Stored dataset items
* * *
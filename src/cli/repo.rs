//! Repository CLI command handlers

use std::path::Path;

use chrono::{DateTime, Utc};
use serde::Serialize;

use crate::cli::commands::{CreateArgs, ScaffoldArgs, VisibilityFilter};
use crate::cli::connect;
use crate::core::{Config, RepoSpec};
use crate::error::{RepokitError, Result};
use crate::github::{
    ListRepositories, NewRepository, RepoInfo, RepoOwnerFilter, TemplateRepository, Visibility,
};
use crate::manager::{build_context, scaffold_local, FileWrite};
use crate::templates::{scaffold, ProjectKind, ScaffoldFile, DUAL_LICENSE_FILES};

/// Handle `create`
pub async fn handle_create(args: CreateArgs) -> Result<()> {
    let request = NewRepository {
        org: args.org.clone(),
        name: args.name.clone(),
        description: args.description.clone(),
        homepage: args.homepage.clone(),
        private: args.private_flag(),
        auto_init: args.auto_init,
        gitignore_template: args.gitignore.clone(),
        license_template: args.license.clone(),
        is_template: args.template,
        has_issues: args.no_issues.then_some(false),
        has_projects: args.no_projects.then_some(false),
        has_wiki: args.no_wiki.then_some(false),
    };

    let manager = connect().await?;
    let repo = manager.create_repository(request).await?;

    if args.json {
        return print_json(&repo);
    }

    println!("✓ Created {} repository {}", repo.visibility(), repo.full_name);
    println!("  {}", repo.html_url);
    Ok(())
}

/// Handle `info`
pub async fn handle_info(repo: Option<String>, json: bool) -> Result<()> {
    let spec = RepoSpec::parse_or_detect(repo.as_deref())?;
    let manager = connect().await?;
    let repo = manager.resolve(spec);

    let info = manager.info(&repo).await?;
    if json {
        return print_json(&info);
    }

    print_details(&info);
    Ok(())
}

/// Handle `list`
pub async fn handle_list(
    user: Option<String>,
    visibility: VisibilityFilter,
    limit: u8,
    json: bool,
) -> Result<()> {
    if user.is_some() && visibility != VisibilityFilter::All {
        return Err(RepokitError::InvalidInput(
            "--visibility only applies to your own repositories".to_string(),
        ));
    }

    let query = ListRepositories {
        owner: match user {
            Some(user) => RepoOwnerFilter::User(user),
            None => RepoOwnerFilter::Authenticated,
        },
        visibility: visibility.to_visibility(),
        limit: limit.clamp(1, 100),
    };

    let manager = connect().await?;
    let repos = manager.list_repositories(&query).await?;

    if json {
        return print_json(&repos);
    }

    if repos.is_empty() {
        println!("No repositories found.");
        return Ok(());
    }

    for repo in &repos {
        let marker = if repo.private { "🔒" } else { "○" };
        let mut flags = Vec::new();
        if repo.fork {
            flags.push("fork");
        }
        if repo.archived {
            flags.push("archived");
        }
        if repo.is_template {
            flags.push("template");
        }
        let flags = if flags.is_empty() {
            String::new()
        } else {
            format!(" [{}]", flags.join(", "))
        };

        println!("{} {}{}", marker, repo.full_name, flags);
        if let Some(description) = repo.description.as_deref().filter(|d| !d.is_empty()) {
            println!("   {}", description);
        }
        if let Some(updated) = repo.updated_at {
            println!("   updated {}", format_relative_time(updated));
        }
    }

    Ok(())
}

/// Handle `clone-settings`
pub async fn handle_clone_settings(source: String, target: String, no_topics: bool) -> Result<()> {
    let source = RepoSpec::parse(&source)?;
    let target = RepoSpec::parse(&target)?;

    let manager = connect().await?;
    let source = manager.resolve(source);
    let target = manager.resolve(target);

    let cloned = manager.clone_settings(&source, &target, !no_topics).await?;

    println!("✓ Copied settings from {} to {}", source, target);
    if cloned.settings.allow_squash_merge.is_none() {
        println!("  Merge settings were not visible on {} and were left unchanged.", source);
    }
    if let Some(topics) = cloned.topics {
        println!("  Topics: {}", topics.join(", "));
    }
    Ok(())
}

/// Handle `license`
pub async fn handle_license(
    repo: Option<String>,
    holder: Option<String>,
    year: Option<i32>,
    branch: Option<String>,
) -> Result<()> {
    let spec = RepoSpec::parse_or_detect(repo.as_deref())?;
    let manager = connect().await?;
    let repo = manager.resolve(spec);

    let writes = manager.setup_dual_license(&repo, holder, year, branch).await?;

    println!("✓ Dual MIT/Apache-2.0 license set up for {}", repo);
    print_writes(&writes);
    Ok(())
}

/// Handle `scaffold`
pub async fn handle_scaffold(args: ScaffoldArgs) -> Result<()> {
    if let Some(dir) = args.local.as_deref() {
        return scaffold_into_dir(dir, &args);
    }

    let spec = RepoSpec::parse_or_detect(args.repo.as_deref())?;
    let manager = connect().await?;
    let repo = manager.resolve(spec);
    let kind = args.kind.unwrap_or(manager.config().project_kind);

    let writes = manager
        .scaffold(&repo, kind, args.description.clone(), args.branch.clone())
        .await?;

    println!("✓ Scaffolded {} layout in {}", kind, repo);
    print_writes(&writes);
    if kind != ProjectKind::Generic {
        println!();
        println!("Run 'repokit license {}' to add the license files the README refers to.", repo);
    }
    Ok(())
}

/// Render the layout, plus license files for Rust kinds, into a local directory
fn scaffold_into_dir(dir: &Path, args: &ScaffoldArgs) -> Result<()> {
    let config = Config::load()?;

    let repo = match RepoSpec::parse_or_detect(args.repo.as_deref())? {
        RepoSpec::Full(repo) => repo,
        RepoSpec::NameOnly(name) => {
            let owner = config.default_owner.clone().ok_or_else(|| {
                RepokitError::InvalidInput(format!(
                    "Cannot tell who owns '{}'.\n  → Pass OWNER/{} or run 'repokit config set owner <OWNER>'",
                    name, name
                ))
            })?;
            RepoSpec::NameOnly(name).with_owner(&owner)
        }
    };

    let kind = args.kind.unwrap_or(config.project_kind);
    let holder = args
        .holder
        .clone()
        .or_else(|| config.license_holder.clone())
        .unwrap_or_else(|| repo.owner.clone());
    let ctx = build_context(&repo, args.description.clone(), holder, None);

    let mut files = scaffold::files(kind, &ctx)?;
    if kind != ProjectKind::Generic {
        files.extend(DUAL_LICENSE_FILES.iter().map(|license| ScaffoldFile {
            path: license.path().to_string(),
            contents: license.render(&ctx),
        }));
    }

    let written = scaffold_local(dir, &files, args.force)?;

    println!("✓ Scaffolded {} layout for {} in {}", kind, repo, dir.display());
    for path in written {
        println!("  {}", path.display());
    }
    Ok(())
}

/// Handle `from-template`
pub async fn handle_from_template(
    template: String,
    name: String,
    owner: Option<String>,
    description: Option<String>,
    visibility: Option<Visibility>,
    include_all_branches: bool,
    json: bool,
) -> Result<()> {
    let template = RepoSpec::parse(&template)?;
    let manager = connect().await?;
    let template = manager.resolve(template);

    let request = TemplateRepository {
        owner,
        name,
        description,
        private: visibility.map(|v| v.is_private()),
        include_all_branches,
    };
    let repo = manager.create_from_template(&template, request).await?;

    if json {
        return print_json(&repo);
    }

    println!("✓ Created {} from template {}", repo.full_name, template);
    println!("  {}", repo.html_url);
    Ok(())
}

/// Handle `mark-template`
pub async fn handle_mark_template(repo: Option<String>, unset: bool) -> Result<()> {
    let spec = RepoSpec::parse_or_detect(repo.as_deref())?;
    let manager = connect().await?;
    let repo = manager.resolve(spec);

    let info = manager.mark_template(&repo, !unset).await?;

    if info.is_template {
        println!("✓ {} is now a template repository", repo);
    } else {
        println!("✓ {} is no longer a template repository", repo);
    }
    Ok(())
}

fn print_json<T: Serialize>(value: &T) -> Result<()> {
    println!("{}", serde_json::to_string_pretty(value)?);
    Ok(())
}

fn print_writes(writes: &[FileWrite]) {
    for write in writes {
        let action = if write.created { "created" } else { "updated" };
        let sha = &write.commit.commit.sha;
        println!("  {} {} ({})", action, write.path, &sha[..sha.len().min(7)]);
    }
}

fn print_details(info: &RepoInfo) {
    println!("{}", info.full_name);
    if let Some(description) = info.description.as_deref().filter(|d| !d.is_empty()) {
        println!("  {}", description);
    }
    println!();
    println!("  URL:            {}", info.html_url);
    if let Some(homepage) = info.homepage.as_deref().filter(|h| !h.is_empty()) {
        println!("  Homepage:       {}", homepage);
    }
    println!("  Visibility:     {}", info.visibility());
    if let Some(branch) = &info.default_branch {
        println!("  Default branch: {}", branch);
    }
    if let Some(language) = &info.language {
        println!("  Language:       {}", language);
    }
    println!(
        "  Stars: {}  Forks: {}  Open issues: {}",
        info.stargazers_count, info.forks_count, info.open_issues_count
    );
    if info.is_template {
        println!("  Template:       yes");
    }
    if info.archived {
        println!("  Archived:       yes");
    }
    if !info.topics.is_empty() {
        println!("  Topics:         {}", info.topics.join(", "));
    }
    if let Some(pushed) = info.pushed_at {
        println!("  Last push:      {}", format_relative_time(pushed));
    }
}

fn format_relative_time(dt: DateTime<Utc>) -> String {
    let now = Utc::now();
    let duration = now.signed_duration_since(dt);

    if duration.num_days() > 30 {
        dt.format("%Y-%m-%d").to_string()
    } else if duration.num_days() > 0 {
        format!("{} days ago", duration.num_days())
    } else if duration.num_hours() > 0 {
        format!("{} hours ago", duration.num_hours())
    } else if duration.num_minutes() > 0 {
        format!("{} minutes ago", duration.num_minutes())
    } else {
        "just now".to_string()
    }
}
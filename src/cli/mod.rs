//! CLI module for repokit
//!
//! This module contains all CLI command definitions and handlers using clap.

pub mod auth;
pub mod commands;
pub mod config;
pub mod repo;
pub mod topics;

pub use commands::{Cli, Commands};

use crate::core::Config;
use crate::error::Result;
use crate::github::GitHubClient;
use crate::manager::RepoManager;

/// Authenticate and build the manager every remote command runs through
pub(crate) async fn connect() -> Result<RepoManager<GitHubClient>> {
    let config = Config::load()?;
    let client = GitHubClient::new()?;
    RepoManager::connect(client, config).await
}
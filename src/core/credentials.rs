//! Secure credential storage using the system keyring
//!
//! Stores the GitHub personal access token in the system keyring
//! (macOS Keychain, Linux Secret Service) with in-memory caching to
//! minimize keychain prompts.
//!
//! ## Environment Variable Fallback
//!
//! For scripts and CI, the token can be supplied through `GITHUB_TOKEN`
//! or `GH_TOKEN`.
//!
//! Priority: `GITHUB_TOKEN` > `GH_TOKEN` > cache > keyring

use std::sync::RwLock;

use keyring::Entry;
use once_cell::sync::Lazy;
use secrecy::{ExposeSecret, SecretString};

use crate::error::{RepokitError, Result};

const SERVICE_NAME: &str = "repokit";
const GITHUB_TOKEN_KEY: &str = "github_token";

// Environment variable names, in priority order
const TOKEN_ENV_VARS: [&str; 2] = ["GITHUB_TOKEN", "GH_TOKEN"];

// In-memory credential cache
// Option<Option<T>>:
//   - None = not yet fetched from keyring
//   - Some(None) = fetched, but no credential exists
//   - Some(Some(value)) = fetched and cached
static GITHUB_TOKEN_CACHE: Lazy<RwLock<Option<Option<SecretString>>>> =
    Lazy::new(|| RwLock::new(None));

/// Where the active token came from
#[derive(Debug, Clone, Copy, PartialEq, Eq)]
pub enum TokenSource {
    Environment(&'static str),
    Keyring,
}

impl std::fmt::Display for TokenSource {
    fn fmt(&self, f: &mut std::fmt::Formatter<'_>) -> std::fmt::Result {
        match self {
            TokenSource::Environment(var) => write!(f, "environment variable {}", var),
            TokenSource::Keyring => write!(f, "system keyring"),
        }
    }
}

/// Credential store for secure token management
pub struct CredentialStore;

impl CredentialStore {
    /// Store the GitHub token securely
    ///
    /// Updates both the keyring and the in-memory cache.
    pub fn store_github_token(token: &str) -> Result<()> {
        let entry = Entry::new(SERVICE_NAME, GITHUB_TOKEN_KEY)?;
        entry.set_password(token)?;

        if let Ok(mut cache) = GITHUB_TOKEN_CACHE.write() {
            *cache = Some(Some(SecretString::from(token.to_string())));
        }

        Ok(())
    }

    /// Retrieve the GitHub token along with where it came from
    pub fn get_github_token_with_source() -> Result<Option<(SecretString, TokenSource)>> {
        if let Some((token, var)) = Self::token_from_env() {
            return Ok(Some((token, TokenSource::Environment(var))));
        }

        if let Ok(cache) = GITHUB_TOKEN_CACHE.read() {
            if let Some(cached_value) = cache.as_ref() {
                return Ok(cached_value
                    .clone()
                    .map(|token| (token, TokenSource::Keyring)));
            }
        }

        let result = Self::fetch_github_token_from_keyring()?;

        if let Ok(mut cache) = GITHUB_TOKEN_CACHE.write() {
            *cache = Some(result.clone());
        }

        Ok(result.map(|token| (token, TokenSource::Keyring)))
    }

    /// Retrieve the GitHub token
    ///
    /// Priority: environment variables > cache > keyring
    pub fn get_github_token() -> Result<Option<SecretString>> {
        Ok(Self::get_github_token_with_source()?.map(|(token, _)| token))
    }

    fn token_from_env() -> Option<(SecretString, &'static str)> {
        TOKEN_ENV_VARS.iter().find_map(|var| {
            std::env::var(var)
                .ok()
                .filter(|token| !token.trim().is_empty())
                .map(|token| (SecretString::from(token.trim().to_string()), *var))
        })
    }

    /// Fetch GitHub token directly from keyring (no cache)
    fn fetch_github_token_from_keyring() -> Result<Option<SecretString>> {
        let entry = Entry::new(SERVICE_NAME, GITHUB_TOKEN_KEY)?;
        match entry.get_password() {
            Ok(password) => Ok(Some(SecretString::from(password))),
            Err(keyring::Error::NoEntry) => Ok(None),
            Err(e) => Err(RepokitError::Credential(format!(
                "Cannot access system keychain. Make sure your keyring is unlocked. ({})",
                e
            ))),
        }
    }

    /// Delete the stored GitHub token
    ///
    /// Clears both the keyring and the in-memory cache.
    pub fn delete_github_token() -> Result<()> {
        let entry = Entry::new(SERVICE_NAME, GITHUB_TOKEN_KEY)?;
        let result = match entry.delete_credential() {
            Ok(()) => Ok(()),
            Err(keyring::Error::NoEntry) => Ok(()), // Already deleted
            Err(e) => Err(RepokitError::Credential(e.to_string())),
        };

        if let Ok(mut cache) = GITHUB_TOKEN_CACHE.write() {
            *cache = Some(None);
        }

        result
    }

    /// Get the GitHub token, returning an error if not authenticated
    pub fn require_github_token() -> Result<SecretString> {
        Self::get_github_token()?.ok_or(RepokitError::NotAuthenticated)
    }

    /// Get a masked version of a token for display (shows first 4 and last 4 chars)
    pub fn mask_token(token: &SecretString) -> String {
        let exposed = token.expose_secret();
        if exposed.len() <= 8 {
            "*".repeat(exposed.len())
        } else {
            format!("{}...{}", &exposed[..4], &exposed[exposed.len() - 4..])
        }
    }
}

#[cfg(test)]
mod tests {
    use super::*;

    #[test]
    fn test_mask_token() {
        let short = SecretString::from("abc");
        assert_eq!(CredentialStore::mask_token(&short), "***");

        let long = SecretString::from("ghp_1234567890abcdef");
        assert_eq!(CredentialStore::mask_token(&long), "ghp_...cdef");
    }

    #[test]
    fn test_token_source_display() {
        assert_eq!(
            TokenSource::Environment("GH_TOKEN").to_string(),
            "environment variable GH_TOKEN"
        );
        assert_eq!(TokenSource::Keyring.to_string(), "system keyring");
    }
}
* * *
WORK REQUIRED >>
Show every line above in which the word "async" is found.

YOUR RESPONSE >>
pub async fn handle_create(args: CreateArgs) -> Result<()> {
pub async fn handle_info(repo: Option<String>, json: bool) -> Result<()> {
pub async fn handle_list(
pub async fn handle_clone_settings(source: String, target: String, no_topics: bool) -> Result<()> {
pub async fn handle_license(
pub async fn handle_scaffold(args: ScaffoldArgs) -> Result<()> {
pub async fn handle_from_template(
pub async fn handle_mark_template(repo: Option<String>, unset: bool) -> Result<()> {
pub(crate) async fn connect() -> Result<RepoManager<GitHubClient>> {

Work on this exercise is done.